Peut-être même trop d’ailleurs…
Parce que si j’avais à faire un seul reproche à cette « Mule » ce serait bien celui-là : il est balisé du début jusqu’à la fin. Aucune surprise.
On comprend très rapidement de quoi il est question et de comment les choses vont évoluer.
Il n’est d’ailleurs pas rare de se retrouver avec des dialogues sans nuance qui exposent de manière explicite les intentions de l’auteur.


(« J’ai gagné beaucoup d’argent, mais tout ça ne m’a pas permis d’acheter ce dont j’avais le plus besoin : du temps. » Mouais… Un peu plus de subtilité sur ce coup-là, ça n’aurait pas fait de mal perso…)


...
Alors après, est-ce vraiment un problème ?
En ce qui concerne : pas tant que ça. J’aurais presque envie de dire que ça fait partie du genre.
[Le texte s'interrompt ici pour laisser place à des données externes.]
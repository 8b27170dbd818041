//! Turn a finished chain into bytes or one structured error.
//!
//! Callers never see raw tool stderr: diagnostics are collapsed to one
//! line, scratch paths are replaced by `<scratch>` and the text is capped.

use crate::error::{ConversionError, FailureCause};
use crate::model::{DocumentProfile, StrategyOutcome};
use crate::pipeline::chain::{ChainReport, Winner};
use once_cell::sync::Lazy;
use regex::Regex;
use std::path::Path;
use tool_probe::Tool;

/// Longest diagnostic handed to callers, in characters.
pub const MAX_DIAGNOSTIC_CHARS: usize = 200;

static RE_WHITESPACE: Lazy<Regex> = Lazy::new(|| Regex::new(r"\s+").unwrap());

/// One line, no scratch paths, at most [`MAX_DIAGNOSTIC_CHARS`].
pub fn sanitize_diagnostic(raw: &str, scratch: &Path) -> String {
    let scratch = scratch.to_string_lossy();
    let scrubbed = if scratch.is_empty() {
        raw.to_string()
    } else {
        raw.replace(scratch.as_ref(), "<scratch>")
    };
    let line = RE_WHITESPACE.replace_all(scrubbed.trim(), " ");
    if line.chars().count() <= MAX_DIAGNOSTIC_CHARS {
        return line.into_owned();
    }
    let mut capped: String = line.chars().take(MAX_DIAGNOSTIC_CHARS - 1).collect();
    capped.push('…');
    capped
}

/// Profile-derived advice for an exhausted chain. Encryption wins over
/// scanning, scanning over layout.
pub fn profile_hint(profile: &DocumentProfile) -> Option<String> {
    if profile.is_fallback {
        return None;
    }
    if profile.is_encrypted {
        Some("PDF is password-protected; remove protection first".into())
    } else if profile.is_scanned {
        Some("this appears to be a scanned PDF; run OCR first".into())
    } else if profile.has_complex_layout {
        Some(format!(
            "complex layout ({} pages, forms or scripts) may not convert cleanly",
            profile.page_count
        ))
    } else {
        None
    }
}

/// Tools named by `tool_missing` outcomes, in chain order, deduplicated.
pub fn missing_tools(outcomes: &[StrategyOutcome]) -> Vec<Tool> {
    let mut tools = Vec::new();
    for outcome in outcomes {
        if let Some(FailureCause::ToolMissing { tool }) = outcome.cause {
            if !tools.contains(&tool) {
                tools.push(tool);
            }
        }
    }
    tools
}

/// True when every attempt failed only because its tool is not installed.
pub fn all_tools_missing(outcomes: &[StrategyOutcome]) -> bool {
    !outcomes.is_empty()
        && outcomes
            .iter()
            .all(|o| matches!(o.cause, Some(FailureCause::ToolMissing { .. })))
}

/// Whether a profile hint could change the error the caller sees.
pub fn wants_hint(report: &ChainReport) -> bool {
    report.winner.is_none() && !report.cancelled && !all_tools_missing(&report.outcomes)
}

/// Final decision for a chain: the winner, or the error it maps to.
pub fn finish(
    operation: &str,
    report: ChainReport,
    profile: Option<&DocumentProfile>,
) -> Result<(Winner, Vec<StrategyOutcome>), ConversionError> {
    let ChainReport {
        winner,
        outcomes,
        cancelled,
    } = report;

    if cancelled {
        return Err(ConversionError::Cancelled {
            operation: operation.to_string(),
        });
    }
    if let Some(winner) = winner {
        return Ok((winner, outcomes));
    }
    if all_tools_missing(&outcomes) {
        return Err(ConversionError::ToolUnavailable {
            operation: operation.to_string(),
            missing: missing_tools(&outcomes),
        });
    }

    let last = outcomes.last();
    Err(ConversionError::Exhausted {
        operation: operation.to_string(),
        attempts: outcomes.len(),
        last_diagnostic: last
            .map(|o| o.diagnostic.clone())
            .unwrap_or_else(|| "no strategy applies".to_string()),
        last_cause: last.and_then(|o| o.cause.clone()),
        hint: profile.and_then(profile_hint),
    })
}
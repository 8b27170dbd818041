//! Output and input validation by size and magic bytes.
//!
//! Everything here is a pure function over a byte slice. No filesystem
//! access, no allocation beyond the occasional reason string.

use crate::model::{SourceKind, TargetFormat};

/// Smallest artifact any strategy may return.
pub const MIN_OUTPUT_BYTES: usize = 100;

/// How far into an input the `%PDF` header may appear.
///
/// Some producers prepend junk (a BOM, an HTTP header fragment) before it.
const PDF_HEADER_WINDOW: usize = 1024;

const PDF_MAGIC: &[u8] = b"%PDF";
const OLE_MAGIC: &[u8] = &[0xD0, 0xCF, 0x11, 0xE0, 0xA1, 0xB1, 0x1A, 0xE1];
const RTF_MAGIC: &[u8] = b"{\\rtf";

/// True when `bytes` is at least [`MIN_OUTPUT_BYTES`] long and carries the
/// signature of `target`.
pub fn validate(bytes: &[u8], target: TargetFormat) -> bool {
    check(bytes, target, MIN_OUTPUT_BYTES).is_ok()
}

/// Like [`validate`], but keyed by file extension. Unknown extensions skip
/// the signature check; the size floor still applies.
pub fn validate_for_extension(bytes: &[u8], ext: &str) -> bool {
    if bytes.len() < MIN_OUTPUT_BYTES {
        return false;
    }
    match ext.trim_start_matches('.').to_ascii_lowercase().as_str() {
        "pdf" => has_pdf_signature(bytes),
        "docx" | "xlsx" | "pptx" => has_zip_signature(bytes),
        _ => true,
    }
}

/// Size and signature check with a reason suitable for a diagnostic.
pub fn check(bytes: &[u8], target: TargetFormat, min_bytes: usize) -> Result<(), String> {
    let min = min_bytes.max(MIN_OUTPUT_BYTES);
    if bytes.len() < min {
        return Err(format!("{} bytes is below the {min}-byte minimum", bytes.len()));
    }
    check_signature(bytes, target)
}

/// Signature check alone.
pub fn check_signature(bytes: &[u8], target: TargetFormat) -> Result<(), String> {
    let ok = match target {
        TargetFormat::Pdf => has_pdf_signature(bytes),
        TargetFormat::Docx | TargetFormat::Xlsx | TargetFormat::Pptx => has_zip_signature(bytes),
    };
    if ok {
        Ok(())
    } else {
        Err(format!("missing {} signature", target.extension().to_uppercase()))
    }
}

pub fn has_pdf_signature(bytes: &[u8]) -> bool {
    bytes.starts_with(PDF_MAGIC)
}

/// `PK` followed by a local-file, central-directory, end or spanning marker.
pub fn has_zip_signature(bytes: &[u8]) -> bool {
    matches!(
        bytes.get(..4),
        Some([b'P', b'K', 3, 4]) | Some([b'P', b'K', 1, 2]) | Some([b'P', b'K', 5, 6]) | Some([b'P', b'K', 7, 8])
    )
}

/// True when the PDF declares an encryption dictionary.
pub fn looks_encrypted(bytes: &[u8]) -> bool {
    contains(bytes, b"/Encrypt")
}

/// `%PDF` within the first kilobyte.
pub fn has_pdf_header(bytes: &[u8]) -> bool {
    let window = &bytes[..bytes.len().min(PDF_HEADER_WINDOW)];
    contains(window, PDF_MAGIC)
}

/// OOXML (ZIP), legacy OLE compound file, or RTF.
pub fn is_office_container(bytes: &[u8]) -> bool {
    has_zip_signature(bytes) || bytes.starts_with(OLE_MAGIC) || bytes.starts_with(RTF_MAGIC)
}

/// Reject inputs that cannot be what the caller declared.
pub fn check_input(bytes: &[u8], kind: SourceKind) -> Result<(), String> {
    if bytes.is_empty() {
        return Err("input is empty".into());
    }
    match kind {
        SourceKind::Pdf if !has_pdf_header(bytes) => {
            Err("input is not a PDF (no %PDF header in the first 1024 bytes)".into())
        }
        SourceKind::Word | SourceKind::Excel | SourceKind::PowerPoint if !is_office_container(bytes) => {
            Err(format!("input is not a {kind} document (unrecognised container)"))
        }
        _ => Ok(()),
    }
}

fn contains(haystack: &[u8], needle: &[u8]) -> bool {
    haystack.windows(needle.len()).any(|w| w == needle)
}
Cette « Mule » est clairement pensée, écrite et réalisée comme un classique, c’est-à-dire un film qui, certes, récite une partition connue, mais qui la récite bien, ce qui n’est jamais désagréable.
Rien de transcendant donc, mais je ne vais pas non plus bouder le bon moment que j’ai passé.
Après tout, au-delà de la maitrise globale de l’ouvrage il y a quand même dans ce film un testament qui se pose là.
Et pas n’importe quel testament.
C’est celui d’un grand bonhomme du cinéma américain.
Et rien que pour cela, cette « Mule », elle vaut le déplacement…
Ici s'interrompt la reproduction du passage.